[What needs to be done]
From the entries that follow, pick out all lines holding "DomainError".

[Saved data entries]
_ _ _ _ _
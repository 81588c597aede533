use time::{OffsetDateTime, format_description::FormatItem, macros::format_description};

use super::error::DomainError;

pub const HUMAN_DATE_FORMAT: &[FormatItem<'static>] =
    format_description!("[month repr:long] [day padding:none], [year]");

const MAX_TITLE_CHARS: usize = 200;

#[derive(Debug, Clone, PartialEq, Eq)]
pub struct PostRecord {
    pub id: i64,
    pub title: String,
    pub content: String,
    pub created_at: OffsetDateTime,
}

impl PostRecord {
    pub fn path(&self) -> String {
        post_path(self.id)
    }

    pub fn human_date(&self) -> String {
        self.created_at
            .format(HUMAN_DATE_FORMAT)
            .unwrap_or_else(|_| self.created_at.date().to_string())
    }
}

/// Public path of a post, which is also its page cache key.
pub fn post_path(id: i64) -> String {
    format!("/post/{id}")
}

/// Validated title and body of a post about to be written.
#[derive(Debug, Clone, PartialEq, Eq)]
pub struct PostDraft {
    pub title: String,
    pub content: String,
}

impl PostDraft {
    pub fn new(title: &str, content: &str) -> Result<Self, DomainError> {
        let title = title.trim();
        if title.is_empty() {
            return Err(DomainError::EmptyTitle);
        }
        let actual = title.chars().count();
        if actual > MAX_TITLE_CHARS {
            return Err(DomainError::TitleTooLong {
                max: MAX_TITLE_CHARS,
                actual,
            });
        }

        Ok(Self {
            title: title.to_string(),
            content: content.to_string(),
        })
    }
}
_ _ _ _ _
[Final answer]
use super::error::DomainError;
    pub fn new(title: &str, content: &str) -> Result<Self, DomainError> {
            return Err(DomainError::EmptyTitle);
            return Err(DomainError::TitleTooLong {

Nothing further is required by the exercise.